**PROBLEM DETAILS**
Once you have read the records, write them out again exactly.
+++ LISTED RECORDS +++
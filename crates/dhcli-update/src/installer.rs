//! In-place replacement of the running executable
//!
//! The new binary is staged in a temporary directory next to the
//! executable so every move is a same-filesystem rename:
//!
//! 1. resolve the executable path (symlinks followed)
//! 2. record its permission bits
//! 3. create `dhcli-cli-update*` beside it (removed when `install` returns)
//! 4. write the new binary there with the recorded permissions
//! 5. discard a leftover `<exe>.old`
//! 6. rename `<exe>` to `<exe>.old`
//! 7. rename the staged binary to `<exe>`
//! 8. remove `<exe>.old`, or keep it where a running executable cannot be deleted
//!
//! Until step 6 the original is untouched. If step 7 fails the backup is
//! renamed back once; when that also fails the error carries the command
//! that restores it by hand.

use dhcli_core::Platform;
use std::ffi::OsString;
use std::fs;
use std::io;
use std::path::{Path, PathBuf};
use tracing::{debug, error, info, warn};

use crate::error::{InstallStep, Result, RollbackOutcome, UpdateError};

/// Prefix of the staging directory created beside the executable
pub const TEMP_DIR_PREFIX: &str = "dhcli-cli-update";

/// Suffix appended to the executable path for the backup
pub const BACKUP_SUFFIX: &str = ".old";

/// Filesystem operations that move or delete the live executable
pub trait FileOps: Send + Sync {
    fn rename(&self, from: &Path, to: &Path) -> io::Result<()>;
    fn remove_file(&self, path: &Path) -> io::Result<()>;
}

/// [`FileOps`] backed by `std::fs`
#[derive(Debug, Clone, Copy, Default)]
pub struct StdFileOps;

impl FileOps for StdFileOps {
    fn rename(&self, from: &Path, to: &Path) -> io::Result<()> {
        fs::rename(from, to)
    }

    fn remove_file(&self, path: &Path) -> io::Result<()> {
        fs::remove_file(path)
    }
}

/// Result of a completed installation
#[derive(Debug, Clone, PartialEq, Eq)]
pub struct InstallReport {
    /// Path now holding the new binary
    pub executable: PathBuf,

    /// Backup left behind for the user to delete
    pub retained_backup: Option<PathBuf>,
}

/// Replaces an executable with verified bytes
#[derive(Debug, Clone)]
pub struct Installer<F = StdFileOps> {
    platform: Platform,
    binary_name: String,
    file_ops: F,
}

impl Installer<StdFileOps> {
    pub fn new(platform: Platform, binary_name: impl Into<String>) -> Self {
        Self {
            platform,
            binary_name: binary_name.into(),
            file_ops: StdFileOps,
        }
    }
}

impl<F: FileOps> Installer<F> {
    /// Replace the filesystem seam
    pub fn with_file_ops<G: FileOps>(self, file_ops: G) -> Installer<G> {
        Installer {
            platform: self.platform,
            binary_name: self.binary_name,
            file_ops,
        }
    }

    pub fn platform(&self) -> &Platform {
        &self.platform
    }

    /// Install `bytes` in place of `executable`
    pub fn install(&self, bytes: &[u8], executable: &Path) -> Result<InstallReport> {
        let executable = fs::canonicalize(executable)
            .map_err(|e| UpdateError::filesystem(InstallStep::ResolveExecutable, executable, e))?;
        let dir = executable.parent().ok_or_else(|| {
            UpdateError::filesystem(
                InstallStep::ResolveExecutable,
                &executable,
                io::Error::new(io::ErrorKind::NotFound, "executable has no parent directory"),
            )
        })?;

        let permissions = fs::metadata(&executable)
            .map_err(|e| UpdateError::filesystem(InstallStep::ReadPermissions, &executable, e))?
            .permissions();

        let staging = tempfile::Builder::new()
            .prefix(TEMP_DIR_PREFIX)
            .tempdir_in(dir)
            .map_err(|e| UpdateError::filesystem(InstallStep::CreateTempDir, dir, e))?;

        let staged = staging
            .path()
            .join(self.platform.executable_name(&self.binary_name));
        fs::write(&staged, bytes)
            .map_err(|e| UpdateError::filesystem(InstallStep::WriteBinary, &staged, e))?;
        fs::set_permissions(&staged, permissions)
            .map_err(|e| UpdateError::filesystem(InstallStep::SetPermissions, &staged, e))?;
        debug!(path = %staged.display(), bytes = bytes.len(), "staged new binary");

        let backup = backup_path(&executable);
        match self.file_ops.remove_file(&backup) {
            Ok(()) => debug!(path = %backup.display(), "removed leftover backup"),
            Err(e) if e.kind() == io::ErrorKind::NotFound => {}
            Err(e) => warn!(path = %backup.display(), error = %e, "could not remove leftover backup"),
        }

        self.file_ops
            .rename(&executable, &backup)
            .map_err(|e| UpdateError::filesystem(InstallStep::MoveAside, &executable, e))?;

        if let Err(source) = self.file_ops.rename(&staged, &executable) {
            error!(
                executable = %executable.display(),
                error = %source,
                "failed to move new binary into place, restoring previous version"
            );
            let rollback = self.roll_back(&backup, &executable);
            return Err(UpdateError::Incomplete {
                executable,
                backup,
                source,
                rollback,
            });
        }

        if !self.platform.can_remove_running_executable() {
            debug!(backup = %backup.display(), "previous version retained");
            return Ok(InstallReport {
                executable,
                retained_backup: Some(backup),
            });
        }

        self.file_ops
            .remove_file(&backup)
            .map_err(|e| UpdateError::filesystem(InstallStep::RemoveBackup, &backup, e))?;

        debug!(executable = %executable.display(), "binary replaced");
        Ok(InstallReport {
            executable,
            retained_backup: None,
        })
    }

    fn roll_back(&self, backup: &Path, executable: &Path) -> RollbackOutcome {
        match self.file_ops.rename(backup, executable) {
            Ok(()) => {
                info!(executable = %executable.display(), "previous version restored");
                RollbackOutcome::Restored
            }
            Err(e) => {
                error!(backup = %backup.display(), error = %e, "rollback failed");
                RollbackOutcome::Failed {
                    cause: e.to_string(),
                    restore_command: restore_command(&self.platform, backup, executable),
                }
            }
        }
    }
}

/// `<executable>.old`
pub fn backup_path(executable: &Path) -> PathBuf {
    let mut path = OsString::from(executable.as_os_str());
    path.push(BACKUP_SUFFIX);
    PathBuf::from(path)
}

/// Path of the running executable
pub fn current_executable() -> Result<PathBuf> {
    std::env::current_exe()
        .map_err(|e| UpdateError::filesystem(InstallStep::ResolveExecutable, PathBuf::new(), e))
}

fn restore_command(platform: &Platform, backup: &Path, executable: &Path) -> String {
    let verb = if platform.is_windows() { "move /Y" } else { "mv" };
    format!(
        "{} \"{}\" \"{}\"",
        verb,
        backup.display(),
        executable.display()
    )
}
+++
**ANSWER TO THE PROBLEM**
filename crates/dhcli-update/src/installer.rs
//! In-place replacement of the running executable
//!
//! The new binary is staged in a temporary directory next to the
//! executable so every move is a same-filesystem rename:
//!
//! 1. resolve the executable path (symlinks followed)
//! 2. record its permission bits
//! 3. create `dhcli-cli-update*` beside it (removed when `install` returns)
//! 4. write the new binary there with the recorded permissions
//! 5. discard a leftover `<exe>.old`
//! 6. rename `<exe>` to `<exe>.old`
//! 7. rename the staged binary to `<exe>`
//! 8. remove `<exe>.old`, or keep it where a running executable cannot be deleted
//!
//! Until step 6 the original is untouched. If step 7 fails the backup is
//! renamed back once; when that also fails the error carries the command
//! that restores it by hand.

use dhcli_core::Platform;
use std::ffi::OsString;
use std::fs;
use std::io;
use std::path::{Path, PathBuf};
use tracing::{debug, error, info, warn};

use crate::error::{InstallStep, Result, RollbackOutcome, UpdateError};

/// Prefix of the staging directory created beside the executable
pub const TEMP_DIR_PREFIX: &str = "dhcli-cli-update";

/// Suffix appended to the executable path for the backup
pub const BACKUP_SUFFIX: &str = ".old";

/// Filesystem operations that move or delete the live executable
pub trait FileOps: Send + Sync {
    fn rename(&self, from: &Path, to: &Path) -> io::Result<()>;
    fn remove_file(&self, path: &Path) -> io::Result<()>;
}

/// [`FileOps`] backed by `std::fs`
#[derive(Debug, Clone, Copy, Default)]
pub struct StdFileOps;

impl FileOps for StdFileOps {
    fn rename(&self, from: &Path, to: &Path) -> io::Result<()> {
        fs::rename(from, to)
    }

    fn remove_file(&self, path: &Path) -> io::Result<()> {
        fs::remove_file(path)
    }
}

/// Result of a completed installation
#[derive(Debug, Clone, PartialEq, Eq)]
pub struct InstallReport {
    /// Path now holding the new binary
    pub executable: PathBuf,

    /// Backup left behind for the user to delete
    pub retained_backup: Option<PathBuf>,
}

/// Replaces an executable with verified bytes
#[derive(Debug, Clone)]
pub struct Installer<F = StdFileOps> {
    platform: Platform,
    binary_name: String,
    file_ops: F,
}

impl Installer<StdFileOps> {
    pub fn new(platform: Platform, binary_name: impl Into<String>) -> Self {
        Self {
            platform,
            binary_name: binary_name.into(),
            file_ops: StdFileOps,
        }
    }
}

impl<F: FileOps> Installer<F> {
    /// Replace the filesystem seam
    pub fn with_file_ops<G: FileOps>(self, file_ops: G) -> Installer<G> {
        Installer {
            platform: self.platform,
            binary_name: self.binary_name,
            file_ops,
        }
    }

    pub fn platform(&self) -> &Platform {
        &self.platform
    }

    /// Install `bytes` in place of `executable`
    pub fn install(&self, bytes: &[u8], executable: &Path) -> Result<InstallReport> {
        let executable = fs::canonicalize(executable)
            .map_err(|e| UpdateError::filesystem(InstallStep::ResolveExecutable, executable, e))?;
        let dir = executable.parent().ok_or_else(|| {
            UpdateError::filesystem(
                InstallStep::ResolveExecutable,
                &executable,
                io::Error::new(io::ErrorKind::NotFound, "executable has no parent directory"),
            )
        })?;

        let permissions = fs::metadata(&executable)
            .map_err(|e| UpdateError::filesystem(InstallStep::ReadPermissions, &executable, e))?
            .permissions();

        let staging = tempfile::Builder::new()
            .prefix(TEMP_DIR_PREFIX)
            .tempdir_in(dir)
            .map_err(|e| UpdateError::filesystem(InstallStep::CreateTempDir, dir, e))?;

        let staged = staging
            .path()
            .join(self.platform.executable_name(&self.binary_name));
        fs::write(&staged, bytes)
            .map_err(|e| UpdateError::filesystem(InstallStep::WriteBinary, &staged, e))?;
        fs::set_permissions(&staged, permissions)
            .map_err(|e| UpdateError::filesystem(InstallStep::SetPermissions, &staged, e))?;
        debug!(path = %staged.display(), bytes = bytes.len(), "staged new binary");

        let backup = backup_path(&executable);
        match self.file_ops.remove_file(&backup) {
            Ok(()) => debug!(path = %backup.display(), "removed leftover backup"),
            Err(e) if e.kind() == io::ErrorKind::NotFound => {}
            Err(e) => warn!(path = %backup.display(), error = %e, "could not remove leftover backup"),
        }

        self.file_ops
            .rename(&executable, &backup)
            .map_err(|e| UpdateError::filesystem(InstallStep::MoveAside, &executable, e))?;

        if let Err(source) = self.file_ops.rename(&staged, &executable) {
            error!(
                executable = %executable.display(),
                error = %source,
                "failed to move new binary into place, restoring previous version"
            );
            let rollback = self.roll_back(&backup, &executable);
            return Err(UpdateError::Incomplete {
                executable,
                backup,
                source,
                rollback,
            });
        }

        if !self.platform.can_remove_running_executable() {
            debug!(backup = %backup.display(), "previous version retained");
            return Ok(InstallReport {
                executable,
                retained_backup: Some(backup),
            });
        }

        self.file_ops
            .remove_file(&backup)
            .map_err(|e| UpdateError::filesystem(InstallStep::RemoveBackup, &backup, e))?;

        debug!(executable = %executable.display(), "binary replaced");
        Ok(InstallReport {
            executable,
            retained_backup: None,
        })
    }

    fn roll_back(&self, backup: &Path, executable: &Path) -> RollbackOutcome {
        match self.file_ops.rename(backup, executable) {
            Ok(()) => {
                info!(executable = %executable.display(), "previous version restored");
                RollbackOutcome::Restored
            }
            Err(e) => {
                error!(backup = %backup.display(), error = %e, "rollback failed");
                RollbackOutcome::Failed {
                    cause: e.to_string(),
                    restore_command: restore_command(&self.platform, backup, executable),
                }
            }
        }
    }
}

/// `<executable>.old`
pub fn backup_path(executable: &Path) -> PathBuf {
    let mut path = OsString::from(executable.as_os_str());
    path.push(BACKUP_SUFFIX);
    PathBuf::from(path)
}

/// Path of the running executable
pub fn current_executable() -> Result<PathBuf> {
    std::env::current_exe()
        .map_err(|e| UpdateError::filesystem(InstallStep::ResolveExecutable, PathBuf::new(), e))
}

fn restore_command(platform: &Platform, backup: &Path, executable: &Path) -> String {
    let verb = if platform.is_windows() { "move /Y" } else { "mv" };
    format!(
        "{} \"{}\" \"{}\"",
        verb,
        backup.display(),
        executable.display()
    )
}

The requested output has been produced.